● **Information provided**
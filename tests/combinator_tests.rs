//! Unit tests for function-wrapping combinators and macros.

#![cfg(feature = "combinator")]

use std::time::{Duration, Instant};

use dashkit::combinator::{
    After, AttemptOutcome, Before, Debounce, Memoize, Once, Throttle, UniqueIdGenerator, attempt,
    constant, delay, flip, identity, negate, tap, times,
};
use dashkit::{curry2, curry3, curry_right2, flow, flow_right, partial};

// =============================================================================
// call-count gates
// =============================================================================

#[test]
fn test_after_before_and_once_counting() {
    let mut late = After::new(2, |value: i32| value);
    assert_eq!(late.call(1), None);
    assert_eq!(late.call(2), Some(2));
    assert_eq!(late.call(3), Some(3));

    let mut early = Before::new(2, |value: i32| value);
    assert_eq!(early.call(1), Some(1));
    assert_eq!(early.call(2), Some(2));
    assert_eq!(early.call(3), None);

    let mut single = Once::new(|value: i32| value * 10);
    assert_eq!(single.call(3), 30);
    assert_eq!(single.call(9), 30);
}

// =============================================================================
// time gates
// =============================================================================

#[test]
fn test_debounce_suppresses_a_burst_and_throttle_leads_with_one() {
    let mut debounce_executions = 0_u32;
    let mut debounced = Debounce::new(200, |_: ()| {
        debounce_executions += 1;
    });

    let mut throttle_executions = 0_u32;
    let mut throttled = Throttle::new(200, |_: ()| {
        throttle_executions += 1;
    });

    let started = Instant::now();
    while started.elapsed() < Duration::from_millis(50) {
        debounced.call(());
        throttled.call(());
    }
    drop(debounced);
    drop(throttled);

    // The debounce quiet period never elapsed inside the tight loop.
    assert_eq!(debounce_executions, 0);
    // The throttle executed exactly once, immediately.
    assert_eq!(throttle_executions, 1);
}

#[test]
fn test_delay_blocks_then_invokes() {
    let started = Instant::now();
    assert_eq!(delay(20, 2, |value| value + 40), 42);
    assert!(started.elapsed() >= Duration::from_millis(20));
}

// =============================================================================
// memoization
// =============================================================================

#[test]
fn test_memoize_consults_the_cache() {
    let mut invocations = 0_u32;
    let mut expensive = Memoize::new(|value: &u32| {
        invocations += 1;
        value * value
    });

    assert_eq!(expensive.call(9), 81);
    assert_eq!(expensive.call(9), 81);
    assert_eq!(expensive.call(10), 100);
    assert_eq!(expensive.cache().len(), 2);
    drop(expensive);
    assert_eq!(invocations, 2);
}

// =============================================================================
// currying and partial application
// =============================================================================

#[test]
fn test_curry_partials_are_reusable() {
    fn add3(a: i32, b: i32, c: i32) -> i32 {
        a + b + c
    }

    let curried = curry3!(add3);
    let base = curried(100);
    assert_eq!(base(10)(1), 111);
    assert_eq!(base(20)(2), 122);

    let concat = curry2!(|left: String, right: String| format!("{left}{right}"));
    assert_eq!(concat("ab".to_string())("cd".to_string()), "abcd");
}

#[test]
fn test_curry_right_reverses_binding_order() {
    fn divide(numerator: f64, denominator: f64) -> f64 {
        numerator / denominator
    }

    let halve = curry_right2!(divide)(2.0);
    assert!((halve(10.0) - 5.0).abs() < f64::EPSILON);
}

#[test]
fn test_partial_with_placeholders() {
    fn wrap(open: &str, body: &str, close: &str) -> String {
        format!("{open}{body}{close}")
    }

    let bracket = partial!(wrap, "[", __, "]");
    assert_eq!(bracket("x"), "[x]");

    let suffix_only = partial!(wrap, __, __, "!");
    assert_eq!(suffix_only("<", "y"), "<y!");
}

// =============================================================================
// composition
// =============================================================================

#[test]
fn test_flow_against_flow_right() {
    fn double(value: i32) -> i32 {
        value * 2
    }
    fn increment(value: i32) -> i32 {
        value + 1
    }

    let forward = flow!(double, increment);
    let backward = flow_right!(increment, double);
    assert_eq!(forward(5), 11);
    assert_eq!(backward(5), 11);

    let identity_flow = flow!(identity::<i32>);
    assert_eq!(identity_flow(7), 7);
}

// =============================================================================
// small combinators
// =============================================================================

#[test]
fn test_constant_flip_negate_tap() {
    let always = constant::<_, i32>("same");
    assert_eq!(always(1), always(2));

    let subtract = |a: i32, b: i32| a - b;
    assert_eq!(flip(subtract)(3, 10), 7);

    let nonzero = negate(|value: &i32| *value == 0);
    assert!(nonzero(&5));
    assert!(!nonzero(&0));

    let mut seen = 0;
    let passed = tap(41, |value| seen = *value);
    assert_eq!(passed, 41);
    assert_eq!(seen, 41);
}

#[test]
fn test_times_collects_indexed_results() {
    assert_eq!(times(3, |index| index * 2), vec![0, 2, 4]);
    assert!(times(0, |index| index).is_empty());
}

#[test]
fn test_attempt_converts_errors_to_values() {
    let parsed: AttemptOutcome<i32, _> = attempt(|| "17".parse::<i32>());
    assert_eq!(parsed.returned(), Some(17));

    let failed = attempt(|| "x".parse::<i32>());
    assert!(failed.is_failure());
    assert!(failed.into_result().is_err());
}

// =============================================================================
// unique IDs
// =============================================================================

#[test]
fn test_unique_ids_are_instance_scoped() {
    let plain = UniqueIdGenerator::new();
    let prefixed = UniqueIdGenerator::with_prefix("item_");

    assert_eq!(plain.next_id(), "1");
    assert_eq!(plain.next_id(), "2");
    assert_eq!(prefixed.next_id(), "item_1");
    assert_eq!(plain.issued(), 2);
}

● **Your goal**
All lines above containing the string "early": copy each one.

● **Answer section**
    let mut early = Before::new(2, |value: i32| value);
    assert_eq!(early.call(1), Some(1));
    assert_eq!(early.call(2), Some(2));
    assert_eq!(early.call(3), None);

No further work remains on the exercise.